Derbyshire County Council's cabinet members have agreed to make £12.3million in cuts over the next year.
Councillors also voted for a 4.99 per cent council tax rise for 2018-19 - its biggest in 15 years - when they met in Matlock this afternoon.
Since 2010, the Conservative-led authority has slashed its budget by £200m amid Tory austerity.
The cuts are set to mean, among other things, a £500,000 reduction in disability learning services, a £500,000 reduction in winter maintenance - which includes gritting - a £300,000 reduction in school crossing patrols and job losses.
The council tax hike - will see an increase of £47.03 a year or 90p per week for an average band B property - will help fund essential services, according to the county council.
A council tax freeze is planned for both 2020-21 and 2021-22.
Councillor Barry Lewis, the county council's leader, said he considered the budget to be 'strong and fair'.

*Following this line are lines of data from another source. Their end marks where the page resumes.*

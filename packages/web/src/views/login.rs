//! Login page view with email/password form.

use std::str::FromStr;

use dioxus::prelude::*;
use ui::components::{Button, ButtonVariant};
use ui::{use_auth, AuthState};

use crate::Route;

/// Where to go after signing in. Falls back to the profile for empty,
/// unparseable, or public targets.
pub(crate) fn return_target(from: &str) -> Route {
    match Route::from_str(from) {
        Ok(route @ (Route::Profile {} | Route::Games {})) => route,
        _ => Route::Profile {},
    }
}

/// Login page component. `from` is the protected route that redirected here.
#[component]
pub fn Login(from: String) -> Element {
    let mut auth = use_auth();
    let nav = use_navigator();
    let mut email = use_signal(String::new);
    let mut password = use_signal(String::new);
    let mut error = use_signal(|| Option::<String>::None);
    let mut loading = use_signal(|| false);

    let target = return_target(&from);

    // Already signed in: forward straight away.
    let forward = target.clone();
    use_effect(move || {
        let state = auth();
        if !state.loading && state.user.is_some() {
            nav.replace(forward.clone());
        }
    });

    let handle_login = move |evt: FormEvent| {
        evt.prevent_default();
        let target = target.clone();
        spawn(async move {
            error.set(None);

            let e = email().trim().to_string();
            let p = password();
            if e.is_empty() || p.is_empty() {
                error.set(Some("Please enter your email and password".to_string()));
                return;
            }

            loading.set(true);
            match api::login_password(e, p).await {
                Ok(user) => {
                    auth.set(AuthState::signed_in(user));
                    nav.replace(target);
                }
                Err(e) => {
                    tracing::warn!("Login failed: {}", e);
                    loading.set(false);
                    error.set(Some(e.to_string()));
                }
            }
        });
    };

    rsx! {
        div {
            class: "auth-page",

            h1 { class: "auth-title", "HerVoice" }
            p { class: "auth-subtitle", "Sign in to continue learning" }

            form {
                onsubmit: handle_login,
                class: "auth-form",

                if let Some(err) = error() {
                    div { class: "auth-error", "{err}" }
                }

                input {
                    class: "auth-input",
                    r#type: "email",
                    placeholder: "Email",
                    value: email(),
                    oninput: move |evt: FormEvent| email.set(evt.value()),
                }

                input {
                    class: "auth-input",
                    r#type: "password",
                    placeholder: "Password",
                    value: password(),
                    oninput: move |evt: FormEvent| password.set(evt.value()),
                }

                Button {
                    variant: ButtonVariant::Primary,
                    r#type: "submit",
                    disabled: loading(),
                    if loading() { "Signing in..." } else { "Sign In" }
                }
            }

            p {
                class: "auth-switch",
                "New to HerVoice? "
                Link { to: Route::Register {}, "Create an account" }
            }
        }
    }
}

#[cfg(test)]
mod tests {
    use super::*;

    #[test]
    fn test_return_to_protected_route() {
        assert_eq!(return_target("/games"), Route::Games {});
        assert_eq!(return_target("/profile"), Route::Profile {});
    }

    #[test]
    fn test_return_target_fallbacks() {
        assert_eq!(return_target(""), Route::Profile {});
        assert_eq!(return_target("/register"), Route::Profile {});
        assert_eq!(return_target("/no-such-page"), Route::Profile {});
    }

    #[test]
    fn test_redirect_carries_location() {
        let from = Route::Games {}.to_string();
        assert_eq!(from, "/games");
        assert_eq!(return_target(&from), Route::Games {});
    }
}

He added: "Like all local authorities we're facing challenges in the coming year.
"While we have £12m savings to make in the coming year, we have a budget of £503m and we'll be making sure this is spent in those areas where it brings the most benefit to Derbyshire people."
But Derbyshire Labour said the cuts and council tax rise would hit people hard and urged Coun Lewis to put pressure on the Government over the ongoing austerity.
In 2017-18, the authority - then Labour-controlled - approved a 3.99 hike in council tax and agreed to make £34m of budget cuts for that period.
The budget is expected to be rubber-stamped at a meeting of the full county council next month.